まず、日本政府の予算がなにに使われているかをみてみます。

グラフは、2021年度の予算、106兆円が、どのような分野に使われているかを示したものです。一番多いのは社会保障、つまり、年金や医療、介護、子育てなどへの支出で、次に多いのが国債費、つまり、国債の償還と利子の支払いのための支出です。

いかにも国の仕事という感じのする公共事業は実は5.7%に過ぎず、国の借金の返済のための費用が実に22%にもなっています。

次に収入面をみてみます。

106兆円の収入のうち、税金などでまかなっているのは実は3分の2程度で、残りの3分の1は公債金、つまり国債を発行して行う借金によっています。

もし借金の返済の金額が、新たな借金の金額より多ければ、借金の残高はだんだん減っていきます。またもし借金の返済額と、新たな借金の金額が同じならば、ちょうど借金を借り換えている状態であり、これをプライマリーバランスが均衡した状態といいますが、借金の残高はずっと変わらないということになります。しかし日本政府は、借金を返す金額より、新たに借りる金額の方が多い状態であり、つまり借金の残高が次第に増えていく状態にあるわけです。

過去半世紀、日本の財政が、どう推移してきたかを示しているのが、財務省が公表しているこのグラフです。

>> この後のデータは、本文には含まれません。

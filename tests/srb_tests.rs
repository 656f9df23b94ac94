//! SRB end-to-end tests: integrity + ciphering round trip, integrity
//! failure handling and SN/HFN continuity.

mod common;

use bytes::Bytes;
use common::{build_entity, test_keys, XorSecurity};
use pdcplte::constants::PDCP_MAC_LEN;
use pdcplte::traits::SecurityPrimitives;
use pdcplte::{Count, PdcpConfig};

/// SRB with integrity and ciphering active from SN 0. The
/// transmitted PDU is protected on the wire and survives the loopback.
#[test]
fn srb_round_trip_with_security_from_sn_zero() {
    let (mut srb, rlc, upper) = build_entity(PdcpConfig::srb(), false);
    srb.config_security(0, 0);

    srb.write_sdu(Bytes::from_static(b"A1"), None);

    let written = rlc.written();
    assert_eq!(written.len(), 1);
    let pdu = &written[0].bytes;
    assert_eq!(written[0].pdcp_sn.unwrap(), 0);

    // Header octet + 2 payload bytes + MAC-I.
    assert_eq!(pdu.len(), 1 + 2 + PDCP_MAC_LEN);
    assert_eq!(pdu[0], 0x00); // 5-bit SN 0, no D/C bit on SRBs.
    assert_ne!(&pdu[1..3], b"A1", "payload must be encrypted on the wire");

    // The trailing 4 bytes are the MAC over header + plaintext payload,
    // computed before ciphering.
    let mut deciphered = pdu.to_vec();
    XorSecurity.cipher_decrypt(&test_keys(), Count::new(0), &mut deciphered[1..]);
    let mac = XorSecurity.integrity_generate(&test_keys(), Count::new(0), &deciphered[..3]);
    assert_eq!(&deciphered[3..], &mac);

    // Feed the wire PDU back: RX security activates at SN 0 and RRC sees
    // the original SDU.
    srb.write_pdu(pdu.as_ref().into());
    assert_eq!(upper.delivered(), vec![Bytes::from_static(b"A1")]);
}

#[test]
fn corrupted_mac_is_dropped_silently() {
    let (mut srb, rlc, upper) = build_entity(PdcpConfig::srb(), false);
    srb.config_security(0, 0);

    srb.write_sdu(Bytes::from_static(b"A1"), None);
    let mut pdu = rlc.written()[0].bytes.to_vec();
    let last = pdu.len() - 1;
    pdu[last] ^= 0xFF;

    srb.write_pdu(pdu.as_slice().into());
    assert!(upper.delivered().is_empty());

    // RX state did not advance for the dropped PDU.
    assert_eq!(srb.get_bearer_state().next_pdcp_rx_sn, 0);
}

/// 5-bit SNs wrap every 32 SDUs; the RX side must follow the hidden HFN
/// for decryption and verification to keep succeeding.
#[test]
fn srb_survives_sn_wrap_in_both_directions() {
    let (mut tx, tx_rlc, _) = build_entity(PdcpConfig::srb(), false);
    let (mut rx, _, rx_upper) = build_entity(PdcpConfig::srb(), false);
    tx.config_security(0, 0);
    rx.config_security(0, 0);

    let payloads: Vec<Bytes> = (0..40u8)
        .map(|i| Bytes::from(vec![i, i.wrapping_add(1)]))
        .collect();
    for payload in &payloads {
        tx.write_sdu(payload.clone(), None);
    }

    assert_eq!(tx.get_bearer_state().tx_hfn, 1);
    assert_eq!(tx.get_bearer_state().next_pdcp_tx_sn, 8);

    for pdu in tx_rlc.written() {
        rx.write_pdu(pdu.bytes.as_ref().into());
    }
    assert_eq!(rx_upper.delivered(), payloads);
    assert_eq!(rx.get_bearer_state().rx_hfn, 1);
    assert_eq!(rx.get_bearer_state().next_pdcp_rx_sn, 8);
}

#[test]
fn security_activation_mid_stream_is_edge_triggered() {
    let (mut tx, rlc, _) = build_entity(PdcpConfig::srb(), false);
    // Protect from SN 2 on.
    tx.config_security(2, 2);

    for _ in 0..3 {
        tx.write_sdu(Bytes::from_static(b"msg"), None);
    }
    let written = rlc.written();

    // SN 0 and 1 go out unprotected: header + plaintext, no MAC.
    assert_eq!(written[0].bytes.len(), 1 + 3);
    assert_eq!(&written[0].bytes[1..], b"msg");
    assert_eq!(written[1].bytes.len(), 1 + 3);

    // SN 2 is the first protected SDU.
    assert_eq!(written[2].bytes.len(), 1 + 3 + PDCP_MAC_LEN);
    assert_ne!(&written[2].bytes[1..4], b"msg");
}

#[test]
fn undersized_pdu_is_dropped() {
    let (mut srb, _, upper) = build_entity(PdcpConfig::srb(), false);

    // Exactly header-sized: no payload to deliver.
    srb.write_pdu([0x00u8].as_slice().into());
    assert!(upper.delivered().is_empty());
    assert_eq!(srb.get_bearer_state().next_pdcp_rx_sn, 0);
}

歳出、つまり国の支出が伸び続ける一方で、税収は、バブルがはじけた1990年を境にして伸び悩み、歳出と税収の差が、財務省いわく、ワニの口のように開きます。その差は国債の発行で穴埋めされてきました。2020年度に歳出が急拡大し、国債の発行も急増しましたが、これは新型コロナウイルス感染症への対応によるものです。

この結果、国債の残高がどうなっているかというと、まもなく1000兆円に達しようとしています。ちなみに復興債というのは、東日本大震災からの復興のための財源とされる国債のこと、建設国債は、公共事業や出資金、貸付金といった、将来にわたってリターンが期待される事業のために発行される国債のことで、特例国債は、それら以外の資金を調達するための国債です。企業の活動に例えるならば、建設国債は、工場の建設などのための借入、特例国債は、人件費など運転資金のための借入金ということができます。建設国債の残高はあまり増えず、特例国債の残高がどんどん増えてきています。

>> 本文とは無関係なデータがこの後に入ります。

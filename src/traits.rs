//! Seams between the PDCP entity and its collaborators.
//!
//! The entity talks to the RLC layer below it, to RRC or the IP gateway
//! above it, to the security primitives and to a buffer pool, all through
//! trait objects supplied at construction. Tests substitute mocks here; a
//! real stack wires in its RLC entities, crypto backend and pool.

use bytes::{Bytes, BytesMut};

use crate::constants::{PDCP_KEY_LEN, PDCP_MAC_LEN};
use crate::types::{Count, Lcid, SequenceNumber};

/// A PDU handed down to RLC, with the metadata RLC-AM needs to report
/// delivery per PDCP SN.
#[derive(Debug, Clone, PartialEq, Eq)]
pub struct TxPdu {
    pub bytes: Bytes,
    /// PDCP SN of the contained data PDU; `None` for control PDUs.
    pub pdcp_sn: Option<SequenceNumber>,
}

/// Downward interface consumed by the entity; implemented by RLC.
pub trait RlcInterface {
    /// Enqueues a PDCP PDU for transmission. Non-blocking hand-off of an
    /// owned buffer.
    fn write_sdu(&mut self, lcid: Lcid, pdu: TxPdu);

    /// Asks RLC to drop a not-yet-transmitted SDU after discard-timer
    /// expiry. RLC may ignore this if a segment is already on air.
    fn discard_sdu(&mut self, lcid: Lcid, sn: SequenceNumber);

    /// Whether the bearer is mapped to RLC UM (as opposed to AM).
    fn rb_is_um(&self, lcid: Lcid) -> bool;

    /// Whether RLC's SDU queue for this bearer is full.
    fn sdu_queue_is_full(&self, lcid: Lcid) -> bool;
}

/// Upward interface consumed by the entity; implemented by RRC for SRBs
/// and by the IP gateway for DRBs.
pub trait UpperSink {
    /// Delivers a decoded SDU to the upper layer.
    fn deliver(&mut self, lcid: Lcid, sdu: Bytes);

    /// Human-readable bearer name used in log output.
    fn rb_name(&self, lcid: Lcid) -> String {
        format!("{}", lcid)
    }
}

/// Key material held by the entity and passed into the primitives.
#[derive(Clone, PartialEq, Eq)]
pub struct SecurityKeys {
    pub k_int: [u8; PDCP_KEY_LEN],
    pub k_enc: [u8; PDCP_KEY_LEN],
}

impl SecurityKeys {
    /// All-zero keys, for bearers configured before key derivation.
    pub fn zeroed() -> Self {
        SecurityKeys {
            k_int: [0; PDCP_KEY_LEN],
            k_enc: [0; PDCP_KEY_LEN],
        }
    }
}

impl std::fmt::Debug for SecurityKeys {
    // Key material stays out of logs.
    fn fmt(&self, f: &mut std::fmt::Formatter<'_>) -> std::fmt::Result {
        f.debug_struct("SecurityKeys").finish_non_exhaustive()
    }
}

/// Ciphering and integrity primitives (EEA/EIA). The entity owns keys and
/// activation state; the algorithms live behind this seam.
pub trait SecurityPrimitives {
    /// Encrypts `data` in place using `count` as the per-packet nonce.
    fn cipher_encrypt(&self, keys: &SecurityKeys, count: Count, data: &mut [u8]);

    /// Decrypts `data` in place.
    fn cipher_decrypt(&self, keys: &SecurityKeys, count: Count, data: &mut [u8]);

    /// Computes the 4-byte MAC-I over `data`.
    fn integrity_generate(&self, keys: &SecurityKeys, count: Count, data: &[u8])
        -> [u8; PDCP_MAC_LEN];

    /// Verifies a received MAC-I over `data`.
    fn integrity_verify(
        &self,
        keys: &SecurityKeys,
        count: Count,
        data: &[u8],
        mac: [u8; PDCP_MAC_LEN],
    ) -> bool;
}

/// Pass-through primitives for bearers that never activate security.
#[derive(Debug, Clone, Copy, Default)]
pub struct NullSecurity;

impl SecurityPrimitives for NullSecurity {
    fn cipher_encrypt(&self, _keys: &SecurityKeys, _count: Count, _data: &mut [u8]) {}

    fn cipher_decrypt(&self, _keys: &SecurityKeys, _count: Count, _data: &mut [u8]) {}

    fn integrity_generate(
        &self,
        _keys: &SecurityKeys,
        _count: Count,
        _data: &[u8],
    ) -> [u8; PDCP_MAC_LEN] {
        [0; PDCP_MAC_LEN]
    }

    fn integrity_verify(
        &self,
        _keys: &SecurityKeys,
        _count: Count,
        _data: &[u8],
        _mac: [u8; PDCP_MAC_LEN],
    ) -> bool {
        true
    }
}

/// Process-wide byte-buffer pool. Allocation may fail; the entity surfaces
/// that as a logged drop, never as a panic.
pub trait BufferPool {
    fn allocate(&self, capacity: usize) -> Option<BytesMut>;
}

/// Default pool backed by the heap. Never fails.
#[derive(Debug, Clone, Copy, Default)]
pub struct HeapPool;

impl BufferPool for HeapPool {
    fn allocate(&self, capacity: usize) -> Option<BytesMut> {
        Some(BytesMut::with_capacity(capacity))
    }
}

このグラフは、中央政府の債務に地方政府や社会保障基金を合わせた、一般政府債務残高の・GDPに対する比率を・国際的に比較したものです。日本の債務残高はGDPの2倍を超えており、これは、主要先進国のなかでは最も高い水準となっています。

日本の借金の状況を、他の先進国と比べてみたのがこのグラフです。

中央政府のみならず、地方政府や社会保障基金を合わせた債務の、各国のGDPに対する比率は、日本の債務残高はGDPの2倍を超え、主要先進国のなかでは最も高い水準となっています。

財務省は、一般政府債務残高がGDPの2倍を超える状況は、第二次世界大戦直後を超えて過去最悪であるとし、そして、日本のおかれた状況を、タイタニック号が・氷山に向かって突進しているようなもの、と表現しています。


2. 実際のところ、どの程度深刻なの?

日本の財政赤字が非常に大きく・債務残高が増え続けているのは事実ではあるのですが、そもそも財政赤字は、悪いものなのでしょうか?

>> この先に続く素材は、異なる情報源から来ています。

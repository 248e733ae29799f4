//! Fragment model: one named or unnamed unit of expression text.

use std::fmt;
use std::path::Path;

/// Where a fragment's text came from.
#[derive(Debug, Clone, Copy, PartialEq, Eq)]
pub enum Provenance {
    FromFile,
    Inline,
}

/// One unit of expression text to be joined.
///
/// File fragments carry an identifier derived from the file's base name;
/// inline fragments carry none and are emitted verbatim.
#[derive(Debug, Clone, PartialEq, Eq)]
pub struct Fragment {
    identifier: Option<String>,
    body: String,
    provenance: Provenance,
}

impl Fragment {
    /// A file-derived fragment. The identifier must be non-empty.
    pub fn from_file(identifier: impl Into<String>, body: impl Into<String>) -> Self {
        let identifier = identifier.into();
        debug_assert!(!identifier.is_empty(), "file fragment without identifier");
        Fragment {
            identifier: Some(identifier),
            body: body.into(),
            provenance: Provenance::FromFile,
        }
    }

    /// An inline expression, conventionally `Identifier = Expression`.
    /// The text is not checked.
    pub fn inline(body: impl Into<String>) -> Self {
        Fragment {
            identifier: None,
            body: body.into(),
            provenance: Provenance::Inline,
        }
    }

    pub fn identifier(&self) -> Option<&str> {
        self.identifier.as_deref()
    }

    pub fn body(&self) -> &str {
        &self.body
    }

    pub fn provenance(&self) -> Provenance {
        self.provenance
    }
}

/// Renders `#"<identifier>" = <body>` for file fragments and the body
/// verbatim for inline ones.
impl fmt::Display for Fragment {
    fn fmt(&self, f: &mut fmt::Formatter<'_>) -> fmt::Result {
        match &self.identifier {
            Some(id) => write!(f, "#\"{}\" = {}", id, self.body),
            None => f.write_str(&self.body),
        }
    }
}

/// Base name of `path` without its final extension (`queries/A.pq` -> `A`,
/// `a.b.pq` -> `a.b`). `None` when the path has no usable file name.
pub fn identifier_for(path: &Path) -> Option<String> {
    path.file_stem()
        .map(|stem| stem.to_string_lossy().into_owned())
        .filter(|stem| !stem.is_empty())
}

/// Drop a leading UTF-8 byte-order mark, keeping everything else as-is.
pub(crate) fn strip_bom(text: String) -> String {
    match text.strip_prefix('\u{feff}') {
        Some(rest) => rest.to_owned(),
        None => text,
    }
}
pub(crate) mod join;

借金は、個人ならば、住宅を買うときなど、特別な場合に限ってするものであり、借金が常にあるのは良くないこと、というイメージがあるかもしれません。しかし国の借金は個人の借金とは異なります。個人や企業が稼いだお金を使わずに、溜め込んでしまっているので、政府が彼らの代わりに買い物をしている、と考えることもできます。

例えると、お父さんが稼いできたお金で、お母さんがスーパーで食材を買ってきて、子供にご飯を食べさせるようなもの、と言うこともできるでしょう。

過去には、ギリシャなどで、政府の債務残高が大きくなり過ぎて、経済が破綻するという事例がありました。しかしこれらは国の外からお金を借りていたので、家計の例で言えば、お母さんが消費者金融からお金を借り入れて、子供の食材を買っているようなものです。日本政府の債務残高のGDP比は、当時のギリシャよりもずっと悪い状況ですが、債務のほとんどが日本国内の貯蓄でまかなわれているので、ギリシャと同じことが起こらないのです。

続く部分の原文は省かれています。